Ils étaient 12 mille à étudier dans les établissements universitaires tunisiens en 2010 mais leur nombre a diminué de moitié pour atteindre les 6.500 étudiants en 2018. Alors que la communauté des étudiants subsahariens en Tunisie contribue considérablement à l'économie nationale, il apparaît désormais que notre pays leur paraît de moins en moins attractif et cela pour de multiples raisons.
Mack Arthur Deongane Yopasho, Président de l'Association des Etudiants et Stagiaires Africains en Tunisie (AESAT), une association regroupant 25 pays d'Afrique Subsaharienne dont la mission est de favoriser l'intégration des étudiants et stagiaires africains en Tunisie, a avancé que ces étudiants étaient au nombre de 8.000 en 2015-2016 et qu'ils dépensaient en moyenne 5.670 dinars annuellement entre frais de scolarité, dépenses courantes et dépenses relatives à la délivrance du titre de séjour en Tunisie.
En 2018, ce nombre a notablement baissé pour atteindre les 6.500 étudiants et il apparaît que le Maroc est perçu comme une destination d'études beaucoup plus attractive vue que la durée de la carte de séjour minimum y est de 2 ans contre 9 mois en Tunisie. En effet, le Maroc accueille actuellement dans ses établissements d'enseignement supérieur environ 18.000 étudiants originaires d'Afrique subsaharienne dont près de 10.000 dans le public. Ils étaient à peine plus de 1.000 étudiants en 1994 et 16.000 en 2013.
Entre formalités administratives, problèmes financiers, marginalisation, racisme notoire… les étudiants subsahariens en Tunisie sont confrontés à une multitude d'expériences négatives qui se concentrent dans trois espaces : dans leur quartier d'habitations, dans la rue et à l'université. Ces étudiants subissent des comportements hostiles qui peuvent aller jusqu'au meurtre dans certains cas et c'est ce qui explique en grande partie la chute de leur nombre en Tunisie.
Lors de la tenue du "Tunisian African Empowerment Forum", le Président du TABC, Bassem Loukil, avait déjà tiré la sonnette d'alarme sur la chute du nombre de ces étudiants.
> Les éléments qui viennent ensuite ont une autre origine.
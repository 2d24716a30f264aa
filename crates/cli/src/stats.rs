//! Run statistics.

use std::time::Duration;

use dispatcher::MetricsSnapshot;
use observability::RunningStats;

/// Statistics from one `run`
#[derive(Debug, Clone, Default)]
pub struct RunStats {
    /// Publish calls issued
    pub events_published: u64,

    /// Publish calls that returned an error
    pub publish_errors: u64,

    /// Asynchronous failures delivered to the failure channel
    pub async_failures: u64,

    /// Wall-clock time of each publish call, in milliseconds
    pub publish_latency_ms: RunningStats,

    /// Total duration from first publish to quiescence
    pub duration: Duration,

    /// Dispatcher counters at the end of the run
    pub dispatch: MetricsSnapshot,
}

impl RunStats {
    /// Record one publish call
    pub fn record_publish(&mut self, latency: Duration, ok: bool) {
        self.events_published += 1;
        if !ok {
            self.publish_errors += 1;
        }
        self.publish_latency_ms.push_duration(latency);
    }

    /// Publish throughput in events per second
    pub fn events_per_sec(&self) -> f64 {
        if self.duration.as_secs_f64() > 0.0 {
            self.events_published as f64 / self.duration.as_secs_f64()
        } else {
            0.0
        }
    }

    /// Print detailed summary
    pub fn print_summary(&self) {
        println!("\n=== Run Statistics ===\n");

        println!("Overview");
        println!("  Duration: {:.3}s", self.duration.as_secs_f64());
        println!("  Events published: {}", self.events_published);
        println!("  Publish errors: {}", self.publish_errors);
        println!("  Async failures: {}", self.async_failures);
        println!("  Events/s: {:.2}", self.events_per_sec());
        println!("  Publish latency (ms): {}", self.publish_latency_ms.summary());

        let d = &self.dispatch;
        println!("\nDispatcher");
        println!("  Inline invocations: {}", d.sync_invocations);
        println!("  Scheduled invocations: {}", d.async_scheduled);
        println!("  Completed async: {}", d.async_completed);
        println!("  Once bindings fired: {}", d.once_fired);
        println!("  Failures: {}", d.failure_count);

        println!();
    }
}
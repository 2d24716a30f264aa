//! Command implementations.

mod info;
mod run;
mod validate;

pub use info::run_info;
pub use run::run_bus;
pub use validate::run_validate;
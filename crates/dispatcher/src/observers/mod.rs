//! Failure observers
//!
//! Asynchronous invocations have no caller to return an error to, so their
//! failures are delivered here. Contains LogObserver and ChannelObserver.

mod channel;
mod log;

pub use self::channel::{ChannelObserver, FailureReport};
pub use self::log::LogObserver;

use crate::error::DispatcherError;

/// A failed asynchronous invocation
#[derive(Debug)]
pub struct HandlerFailure {
    /// Topic the invocation was published on
    pub topic: String,
    /// What went wrong
    pub error: DispatcherError,
}

/// Receives failures of asynchronous invocations
///
/// Called on the worker that ran the handler; implementations must not block
/// for long.
pub trait FailureObserver: Send + Sync {
    fn on_failure(&self, failure: &HandlerFailure);
}

impl<F> FailureObserver for F
where
    F: Fn(&HandlerFailure) + Send + Sync,
{
    fn on_failure(&self, failure: &HandlerFailure) {
        self(failure)
    }
}
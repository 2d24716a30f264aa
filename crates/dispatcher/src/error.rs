//! Dispatcher error types

use thiserror::Error;

use contracts::ContractError;

/// Dispatcher-specific errors
#[derive(Debug, Error)]
pub enum DispatcherError {
    /// Value offered to a subscribe call is not invocable
    #[error("invalid handler for topic '{topic}': {reason}")]
    InvalidHandler { topic: String, reason: String },

    /// Unsubscribe targeted a topic with no bindings
    #[error("topic '{topic}' has no registered handlers")]
    UnknownTopic { topic: String },

    /// A handler invocation failed
    #[error("handler '{handler}' on topic '{topic}' failed: {source}")]
    Invocation {
        topic: String,
        handler: String,
        #[source]
        source: ContractError,
    },

    /// Dispatcher could not be built from its configuration
    #[error("invalid dispatcher configuration: {message}")]
    Config { message: String },

    /// An asynchronous invocation could not be scheduled
    #[error("failed to schedule handler on topic '{topic}': {message}")]
    Schedule { topic: String, message: String },
}

impl DispatcherError {
    /// Create an invocation error
    pub fn invocation(
        topic: impl Into<String>,
        handler: impl Into<String>,
        source: ContractError,
    ) -> Self {
        Self::Invocation {
            topic: topic.into(),
            handler: handler.into(),
            source,
        }
    }

    /// Create a schedule error
    pub fn schedule(topic: impl Into<String>, message: impl Into<String>) -> Self {
        Self::Schedule {
            topic: topic.into(),
            message: message.into(),
        }
    }

    /// Create a configuration error
    pub fn config(message: impl Into<String>) -> Self {
        Self::Config {
            message: message.into(),
        }
    }

    /// Attach a topic to a contract-level subscribe/unsubscribe error
    pub(crate) fn from_contract(topic: &str, err: ContractError) -> Self {
        match err {
            ContractError::InvalidHandler { reason } => Self::InvalidHandler {
                topic: topic.to_string(),
                reason,
            },
            ContractError::UnknownTopic { topic } => Self::UnknownTopic { topic },
            other => Self::invocation(topic, "<unknown>", other),
        }
    }

    /// Whether the failure came from argument checking
    pub fn is_argument_mismatch(&self) -> bool {
        matches!(self, Self::Invocation { source, .. } if source.is_argument_mismatch())
    }
}
//! InFlight - completion counter for asynchronous invocations
//!
//! Incremented when an invocation is scheduled, decremented when it finishes
//! (success, failure or panic). Waiters block until the count reaches zero.

use std::sync::{Arc, Condvar, Mutex, MutexGuard, PoisonError};

use tokio::sync::Notify;

/// Dispatcher-wide in-flight counter
#[derive(Debug, Default)]
pub struct InFlight {
    count: Mutex<usize>,
    idle: Condvar,
    notify: Notify,
}

impl InFlight {
    /// Create a new counter at zero
    pub fn new() -> Self {
        Self::default()
    }

    /// Register one scheduled invocation
    ///
    /// The returned guard releases the slot when dropped, so an unwinding
    /// handler still counts as completed.
    pub fn begin(self: &Arc<Self>) -> InFlightGuard {
        *self.lock() += 1;
        InFlightGuard {
            tracker: Arc::clone(self),
        }
    }

    /// Current number of in-flight invocations
    pub fn count(&self) -> usize {
        *self.lock()
    }

    /// Block the calling thread until the count is zero
    pub fn wait(&self) {
        let mut count = self.lock();
        while *count > 0 {
            count = self
                .idle
                .wait(count)
                .unwrap_or_else(PoisonError::into_inner);
        }
    }

    /// Wait asynchronously until the count is zero
    pub async fn wait_async(&self) {
        loop {
            let notified = self.notify.notified();
            tokio::pin!(notified);
            notified.as_mut().enable();

            if self.count() == 0 {
                return;
            }
            notified.await;
        }
    }

    fn finish(&self) {
        let mut count = self.lock();
        *count = count.saturating_sub(1);
        if *count == 0 {
            self.idle.notify_all();
            self.notify.notify_waiters();
        }
    }

    fn lock(&self) -> MutexGuard<'_, usize> {
        self.count.lock().unwrap_or_else(PoisonError::into_inner)
    }
}

/// Slot held by one scheduled invocation
#[derive(Debug)]
pub struct InFlightGuard {
    tracker: Arc<InFlight>,
}

impl Drop for InFlightGuard {
    fn drop(&mut self) {
        self.tracker.finish();
    }
}

#[cfg(test)]
mod tests {
    use super::*;
    use std::thread;
    use std::time::Duration;

    #[test]
    fn test_wait_returns_immediately_when_idle() {
        let tracker = Arc::new(InFlight::new());
        tracker.wait();
        assert_eq!(tracker.count(), 0);
    }

    #[test]
    fn test_wait_blocks_until_guards_drop() {
        let tracker = Arc::new(InFlight::new());
        let guards: Vec<_> = (0..3).map(|_| tracker.begin()).collect();
        assert_eq!(tracker.count(), 3);

        let worker = thread::spawn(move || {
            thread::sleep(Duration::from_millis(50));
            drop(guards);
        });

        tracker.wait();
        assert_eq!(tracker.count(), 0);
        worker.join().unwrap();
    }

    #[test]
    fn test_guard_released_on_panic() {
        let tracker = Arc::new(InFlight::new());
        let guard = tracker.begin();
        let result = thread::spawn(move || {
            let _guard = guard;
            panic!("boom");
        })
        .join();

        assert!(result.is_err());
        tracker.wait();
        assert_eq!(tracker.count(), 0);
    }

    #[tokio::test]
    async fn test_async_wait() {
        let tracker = Arc::new(InFlight::new());
        let guard = tracker.begin();

        let handle = tokio::spawn(async move {
            tokio::time::sleep(Duration::from_millis(20)).await;
            drop(guard);
        });

        tracker.wait_async().await;
        assert_eq!(tracker.count(), 0);
        handle.await.unwrap();
    }
}
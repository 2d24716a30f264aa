//! Dispatcher configuration contracts that can be shared across crates.

use serde::{Deserialize, Serialize};

/// Where asynchronous handler invocations run
#[derive(Debug, Clone, Copy, PartialEq, Eq, Default, Serialize, Deserialize)]
#[serde(rename_all = "snake_case")]
pub enum SchedulerKind {
    /// Tokio blocking pool when a runtime is available, OS threads otherwise
    #[default]
    Auto,
    /// Tokio blocking pool of the current runtime (required)
    Runtime,
    /// One named OS thread per invocation or serial queue drain
    Threads,
}

/// Dispatcher configuration
#[derive(Debug, Clone, PartialEq, Eq, Serialize, Deserialize)]
pub struct DispatcherConfig {
    /// Scheduler used for asynchronous bindings
    #[serde(default)]
    pub scheduler: SchedulerKind,

    /// Name prefix for OS worker threads
    #[serde(default = "default_thread_name")]
    pub thread_name: String,

    /// Install the tracing failure observer
    #[serde(default = "default_log_failures")]
    pub log_failures: bool,
}

fn default_thread_name() -> String {
    "topicbus-worker".to_string()
}

fn default_log_failures() -> bool {
    true
}

impl Default for DispatcherConfig {
    fn default() -> Self {
        Self {
            scheduler: SchedulerKind::default(),
            thread_name: default_thread_name(),
            log_failures: default_log_failures(),
        }
    }
}
//! Error types for CLI operations.

use thiserror::Error;

use crate::actions::BUILTIN_ACTIONS;

/// CLI-specific error types
#[derive(Error, Debug)]
pub enum CliError {
    /// Configuration file not found
    #[error("Configuration file not found: {path}")]
    ConfigNotFound { path: String },

    /// Subscription names an action that is not built in
    #[error("Unknown action '{action}' for topic '{topic}' (available: {available})")]
    UnknownAction {
        topic: String,
        action: String,
        available: String,
    },

    /// Action parameter has the wrong shape
    #[error("Invalid parameter '{param}' for action '{action}': {message}")]
    InvalidParam {
        action: String,
        param: String,
        message: String,
    },

    /// Asynchronous handlers did not finish in time
    #[error("Timed out after {seconds}s waiting for {in_flight} asynchronous handler(s)")]
    DrainTimeout { seconds: u64, in_flight: usize },
}

impl CliError {
    pub fn config_not_found(path: impl Into<String>) -> Self {
        Self::ConfigNotFound { path: path.into() }
    }

    pub fn unknown_action(topic: impl Into<String>, action: impl Into<String>) -> Self {
        Self::UnknownAction {
            topic: topic.into(),
            action: action.into(),
            available: BUILTIN_ACTIONS.join(", "),
        }
    }

    pub fn invalid_param(
        action: impl Into<String>,
        param: impl Into<String>,
        message: impl Into<String>,
    ) -> Self {
        Self::InvalidParam {
            action: action.into(),
            param: param.into(),
            message: message.into(),
        }
    }

    pub fn drain_timeout(seconds: u64, in_flight: usize) -> Self {
        Self::DrainTimeout { seconds, in_flight }
    }
}
//! # Config Loader
//!
//! Configuration loading and parsing module.
//!
//! Responsibilities:
//! - Parse TOML/JSON configuration files
//! - Validate configuration legality
//! - Generate `BusBlueprint`
//!
//! # Example
//!
//! ```no_run
//! use config_loader::ConfigLoader;
//! use std::path::Path;
//!
//! let blueprint = ConfigLoader::load_from_path(Path::new("bus.toml")).unwrap();
//! println!("Subscriptions: {}", blueprint.subscriptions.len());
//! ```

mod parser;
mod validator;

pub use contracts::BusBlueprint;
pub use parser::ConfigFormat;

use contracts::ContractError;
use std::path::Path;

/// Configuration loader
///
/// Reads a bus blueprint, then runs every validation rule on it. A
/// blueprint returned from here is safe to hand to the CLI runner.
pub struct ConfigLoader;

impl ConfigLoader {
    /// Load configuration from file path
    ///
    /// The format comes from the file extension (.toml / .json).
    ///
    /// # Errors
    /// - Missing or unsupported extension
    /// - File read failure
    /// - Parse failure
    /// - Validation failure
    pub fn load_from_path(path: &Path) -> Result<BusBlueprint, ContractError> {
        let format = ConfigFormat::from_path(path)?;
        let content = std::fs::read_to_string(path)?;
        Self::load_from_str(&content, format)
    }

    /// Load configuration from string
    ///
    /// # Errors
    /// - Parse failure
    /// - Validation failure
    pub fn load_from_str(content: &str, format: ConfigFormat) -> Result<BusBlueprint, ContractError> {
        let blueprint = parser::parse(content, format)?;
        validator::validate(&blueprint)?;
        Ok(blueprint)
    }

    /// Serialize BusBlueprint to TOML string
    pub fn to_toml(blueprint: &BusBlueprint) -> Result<String, ContractError> {
        parser::render(blueprint, ConfigFormat::Toml)
    }

    /// Serialize BusBlueprint to JSON string
    pub fn to_json(blueprint: &BusBlueprint) -> Result<String, ContractError> {
        parser::render(blueprint, ConfigFormat::Json)
    }
}

#[cfg(test)]
mod tests {
    use super::*;
    use contracts::SubscriptionMode;

    const MINIMAL_TOML: &str = r#"
[dispatcher]
scheduler = "threads"
thread_name = "bus-worker"

[[subscriptions]]
topic = "topic"
action = "log"

[[subscriptions]]
topic = "topic"
mode = "async"
transactional = true
action = "sleep"
[subscriptions.params]
millis = 5

[[events]]
topic = "topic"
args = [20, 40]
repeat = 2
"#;

    #[test]
    fn test_load_from_str_toml() {
        let result = ConfigLoader::load_from_str(MINIMAL_TOML, ConfigFormat::Toml);
        assert!(result.is_ok(), "Failed: {:?}", result.err());
        let bp = result.unwrap();
        assert_eq!(bp.dispatcher.thread_name, "bus-worker");
        assert_eq!(bp.subscriptions[1].mode, SubscriptionMode::Async);
        assert_eq!(bp.subscribed_topics(), vec!["topic"]);
    }

    #[test]
    fn test_round_trip_toml() {
        let bp = ConfigLoader::load_from_str(MINIMAL_TOML, ConfigFormat::Toml).unwrap();
        let serialized = ConfigLoader::to_toml(&bp).unwrap();
        let bp2 = ConfigLoader::load_from_str(&serialized, ConfigFormat::Toml).unwrap();
        assert_eq!(bp.subscriptions.len(), bp2.subscriptions.len());
        assert_eq!(bp.events[0].args, bp2.events[0].args);
        assert_eq!(bp.dispatcher, bp2.dispatcher);
    }

    #[test]
    fn test_round_trip_json() {
        let bp = ConfigLoader::load_from_str(MINIMAL_TOML, ConfigFormat::Toml).unwrap();
        let json = ConfigLoader::to_json(&bp).unwrap();
        let bp2 = ConfigLoader::load_from_str(&json, ConfigFormat::Json).unwrap();
        assert_eq!(bp.events[0].repeat, bp2.events[0].repeat);
        assert_eq!(
            bp.subscriptions[1].params.get("millis"),
            bp2.subscriptions[1].params.get("millis")
        );
    }

    #[test]
    fn test_validation_runs_after_parse() {
        let content = r#"
[[subscriptions]]
topic = "topic"
mode = "once"
transactional = true
action = "log"
"#;
        let result = ConfigLoader::load_from_str(content, ConfigFormat::Toml);
        assert!(result.is_err());
        assert!(result.unwrap_err().to_string().contains("transactional"));
    }

    #[test]
    fn test_unsupported_extension() {
        let err = ConfigLoader::load_from_path(Path::new("bus.yaml")).unwrap_err();
        assert!(err.to_string().contains("unsupported config format"));
    }

    #[test]
    fn test_missing_file_is_io_error() {
        let err = ConfigLoader::load_from_path(Path::new("/no/such/bus.toml")).unwrap_err();
        assert!(matches!(err, ContractError::Io(_)));
    }
}
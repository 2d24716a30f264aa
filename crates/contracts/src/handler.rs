//! Handler contracts
//!
//! A [`Handler`] is anything that can be called with an [`Args`] list.
//! [`Callback`] is the shared, identity-comparable handle the dispatcher
//! stores, and [`IntoCallback`] is the conversion every subscribe call
//! goes through.

use serde::de::DeserializeOwned;
use std::fmt;
use std::marker::PhantomData;
use std::sync::Arc;

use crate::{Args, ContractError};

/// Uniform "call with an argument list" capability
pub trait Handler: Send + Sync + 'static {
    /// Invoke the handler
    ///
    /// # Errors
    /// `ArgumentMismatch` when `args` does not fit the handler's parameters,
    /// `HandlerFailed` when the handler body reports an error.
    fn call(&self, args: &Args) -> Result<(), ContractError>;

    /// Number of parameters, or `None` for handlers that accept any arity
    fn arity(&self) -> Option<usize> {
        None
    }

    /// Human-readable name used in logs
    fn name(&self) -> &str {
        std::any::type_name::<Self>()
    }
}

/// Return types accepted from typed handler closures
pub trait HandlerOutput {
    fn into_outcome(self) -> Result<(), ContractError>;
}

impl HandlerOutput for () {
    fn into_outcome(self) -> Result<(), ContractError> {
        Ok(())
    }
}

impl<E: fmt::Display> HandlerOutput for Result<(), E> {
    fn into_outcome(self) -> Result<(), ContractError> {
        self.map_err(|e| ContractError::handler_failed(e.to_string()))
    }
}

/// Shared handle to a registered handler
///
/// Cloning is cheap and preserves identity: two clones compare equal, two
/// callbacks built from separate closures never do. Identity is what
/// `unsubscribe` matches on.
#[derive(Clone)]
pub struct Callback {
    inner: Arc<dyn Handler>,
}

impl Callback {
    /// Wrap a typed closure
    ///
    /// # Examples
    /// ```
    /// use contracts::{args, Callback};
    ///
    /// let add = Callback::new(|a: i64, b: i64| assert_eq!(a + b, 3));
    /// assert_eq!(add.arity(), Some(2));
    /// add.call(&args![1, 2]).unwrap();
    /// assert!(add.call(&args![1]).is_err());
    /// ```
    pub fn new<F, M>(f: F) -> Self
    where
        F: TypedFn<M>,
        M: 'static,
    {
        Self::from_handler(FnHandler {
            f,
            _marker: PhantomData,
        })
    }

    /// Wrap a hand-written [`Handler`] implementation
    pub fn from_handler<H: Handler>(handler: H) -> Self {
        Self {
            inner: Arc::new(handler),
        }
    }

    /// Invoke the underlying handler
    pub fn call(&self, args: &Args) -> Result<(), ContractError> {
        self.inner.call(args)
    }

    /// Declared parameter count, if fixed
    pub fn arity(&self) -> Option<usize> {
        self.inner.arity()
    }

    /// Handler name used in logs
    pub fn name(&self) -> &str {
        self.inner.name()
    }

    /// Whether both handles refer to the same registered handler
    pub fn same_as(&self, other: &Callback) -> bool {
        std::ptr::addr_eq(Arc::as_ptr(&self.inner), Arc::as_ptr(&other.inner))
    }
}

impl PartialEq for Callback {
    fn eq(&self, other: &Self) -> bool {
        self.same_as(other)
    }
}

impl Eq for Callback {}

impl fmt::Debug for Callback {
    fn fmt(&self, f: &mut fmt::Formatter<'_>) -> fmt::Result {
        f.debug_struct("Callback")
            .field("name", &self.name())
            .field("arity", &self.arity())
            .finish()
    }
}

/// Conversion from a value offered to `subscribe*` into a [`Callback`]
///
/// `M` is a marker that lets closures of different arities coexist; it is
/// always inferred.
pub trait IntoCallback<M> {
    /// # Errors
    /// `InvalidHandler` when the value is not invocable.
    fn into_callback(self) -> Result<Callback, ContractError>;
}

#[doc(hidden)]
pub struct Prebuilt;

#[doc(hidden)]
pub struct MaybePrebuilt;

impl IntoCallback<Prebuilt> for Callback {
    fn into_callback(self) -> Result<Callback, ContractError> {
        Ok(self)
    }
}

impl IntoCallback<Prebuilt> for &Callback {
    fn into_callback(self) -> Result<Callback, ContractError> {
        Ok(self.clone())
    }
}

impl IntoCallback<MaybePrebuilt> for Option<Callback> {
    fn into_callback(self) -> Result<Callback, ContractError> {
        self.ok_or_else(|| ContractError::invalid_handler("no callable value supplied"))
    }
}

/// Closures with a fixed, typed parameter list
///
/// Implemented for `Fn(A1, .., An) -> R` with up to eight parameters, where
/// every parameter is `DeserializeOwned` and `R` is a [`HandlerOutput`].
pub trait TypedFn<M>: Send + Sync + 'static {
    /// Parameter count
    const ARITY: usize;

    /// Decode `args` and run the closure
    fn invoke(&self, args: &Args) -> Result<(), ContractError>;
}

struct FnHandler<F, M> {
    f: F,
    _marker: PhantomData<fn() -> M>,
}

impl<F, M> Handler for FnHandler<F, M>
where
    F: TypedFn<M>,
    M: 'static,
{
    fn call(&self, args: &Args) -> Result<(), ContractError> {
        self.f.invoke(args)
    }

    fn arity(&self) -> Option<usize> {
        Some(F::ARITY)
    }

    fn name(&self) -> &str {
        std::any::type_name::<F>()
    }
}

fn decode<T: DeserializeOwned>(
    args: &Args,
    index: usize,
    expected: usize,
) -> Result<T, ContractError> {
    let value = args
        .get(index)
        .cloned()
        .ok_or_else(|| ContractError::arity_mismatch(expected, args.len()))?;
    serde_json::from_value(value)
        .map_err(|e| ContractError::argument_type(expected, args.len(), index, e.to_string()))
}

macro_rules! impl_typed_fn {
    ($arity:expr; $($ty:ident => $idx:tt),*) => {
        impl<F, R, $($ty,)*> TypedFn<(R, $($ty,)*)> for F
        where
            F: Fn($($ty),*) -> R + Send + Sync + 'static,
            R: HandlerOutput + 'static,
            $($ty: DeserializeOwned + 'static,)*
        {
            const ARITY: usize = $arity;

            #[allow(unused_variables)]
            fn invoke(&self, args: &Args) -> Result<(), ContractError> {
                if args.len() != Self::ARITY {
                    return Err(ContractError::arity_mismatch(Self::ARITY, args.len()));
                }
                (self)($(decode::<$ty>(args, $idx, Self::ARITY)?),*).into_outcome()
            }
        }

        impl<F, R, $($ty,)*> IntoCallback<(R, $($ty,)*)> for F
        where
            F: Fn($($ty),*) -> R + Send + Sync + 'static,
            R: HandlerOutput + 'static,
            $($ty: DeserializeOwned + 'static,)*
        {
            fn into_callback(self) -> Result<Callback, ContractError> {
                Ok(Callback::new(self))
            }
        }
    };
}

impl_typed_fn!(0;);
impl_typed_fn!(1; A1 => 0);
impl_typed_fn!(2; A1 => 0, A2 => 1);
impl_typed_fn!(3; A1 => 0, A2 => 1, A3 => 2);
impl_typed_fn!(4; A1 => 0, A2 => 1, A3 => 2, A4 => 3);
impl_typed_fn!(5; A1 => 0, A2 => 1, A3 => 2, A4 => 3, A5 => 4);
impl_typed_fn!(6; A1 => 0, A2 => 1, A3 => 2, A4 => 3, A5 => 4, A6 => 5);
impl_typed_fn!(7; A1 => 0, A2 => 1, A3 => 2, A4 => 3, A5 => 4, A6 => 5, A7 => 6);
impl_typed_fn!(8; A1 => 0, A2 => 1, A3 => 2, A4 => 3, A5 => 4, A6 => 5, A7 => 6, A8 => 7);

#[cfg(test)]
mod tests {
    use super::*;
    use crate::args;
    use std::sync::atomic::{AtomicI64, Ordering};

    #[test]
    fn test_typed_closure_decodes_args() {
        let total = Arc::new(AtomicI64::new(0));
        let sink = Arc::clone(&total);
        let cb = Callback::new(move |a: i64, label: String| {
            assert_eq!(label, "x");
            sink.fetch_add(a, Ordering::SeqCst);
        });

        cb.call(&args![5, "x"]).unwrap();
        assert_eq!(total.load(Ordering::SeqCst), 5);
        assert_eq!(cb.arity(), Some(2));
    }

    #[test]
    fn test_arity_mismatch() {
        let cb = Callback::new(|_: i64, _: i64| {});
        let err = cb.call(&args![1]).unwrap_err();
        assert!(matches!(
            err,
            ContractError::ArgumentMismatch {
                expected: 2,
                got: 1,
                index: None,
                ..
            }
        ));
    }

    #[test]
    fn test_type_mismatch_reports_position() {
        let cb = Callback::new(|_: i64, _: bool| {});
        let err = cb.call(&args![1, "yes"]).unwrap_err();
        assert!(matches!(
            err,
            ContractError::ArgumentMismatch {
                index: Some(1),
                ..
            }
        ));
    }

    #[test]
    fn test_result_output_maps_to_handler_failed() {
        let cb = Callback::new(|n: u32| -> Result<(), String> {
            if n == 0 {
                Err("zero".to_string())
            } else {
                Ok(())
            }
        });
        assert!(cb.call(&args![1]).is_ok());
        let err = cb.call(&args![0]).unwrap_err();
        assert_eq!(err.to_string(), "handler failed: zero");
    }

    #[test]
    fn test_identity() {
        let a = Callback::new(|| {});
        let b = Callback::new(|| {});
        assert_eq!(a, a.clone());
        assert_ne!(a, b);
    }

    #[test]
    fn test_into_callback_rejects_missing_value() {
        let err = None::<Callback>.into_callback().unwrap_err();
        assert!(matches!(err, ContractError::InvalidHandler { .. }));

        let cb = Callback::new(|| {});
        assert!(Some(cb.clone()).into_callback().is_ok());
        assert!((|x: i64| assert!(x > 0)).into_callback().is_ok());
    }

    struct Variadic;

    impl Handler for Variadic {
        fn call(&self, args: &Args) -> Result<(), ContractError> {
            if args.iter().all(|v| v.is_number()) {
                Ok(())
            } else {
                Err(ContractError::handler_failed("non-numeric argument"))
            }
        }
    }

    #[test]
    fn test_hand_written_handler() {
        let cb = Callback::from_handler(Variadic);
        assert_eq!(cb.arity(), None);
        assert!(cb.call(&args![1, 2, 3]).is_ok());
        assert!(cb.call(&args!["a"]).is_err());
    }
}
Il avait rapporté qu'entre 2010 et fin 2016, le nombre des étudiants subsahariens en Tunisie est passé de 12.000 à 4.600 étudiants. Son constat était que "les étudiants étrangers ne veulent plus revenir en Tunisie ». Aujourd'hui, bien que ce chiffre ait augmenté pour atteindre les 6.500 étudiants, la chute et le manque à gagner demeurent conséquents.
Par ailleurs, lors d'une réception organisée en février dernier en l'honneur de la première promotion des médecins cardiologues subsahariens en Tunisie, le ministre des Affaires étrangères, Khemaies Jhinaoui, avait annoncé que "la Tunisie ambitionne d'accueillir 20.000 étudiants africains dans toutes les spécialités à l'horizon 2020 et cela en vue de faire de la Tunisie un hub régional en matière d'enseignement et de formation", l'objectif étant de s'inscrire dans une approche solide de coopération sud-sud.
Malheureusement, dans les récits de vie actuels des étudiants subsahariens, le séjour en Tunisie apparaît comme une rupture. D'après certains témoignages, notre pays est perçu comme culturellement à l'opposé de leurs attentes et sur place la plupart d'entre eux se disent confrontés à une situation de vie où la société les stigmatise.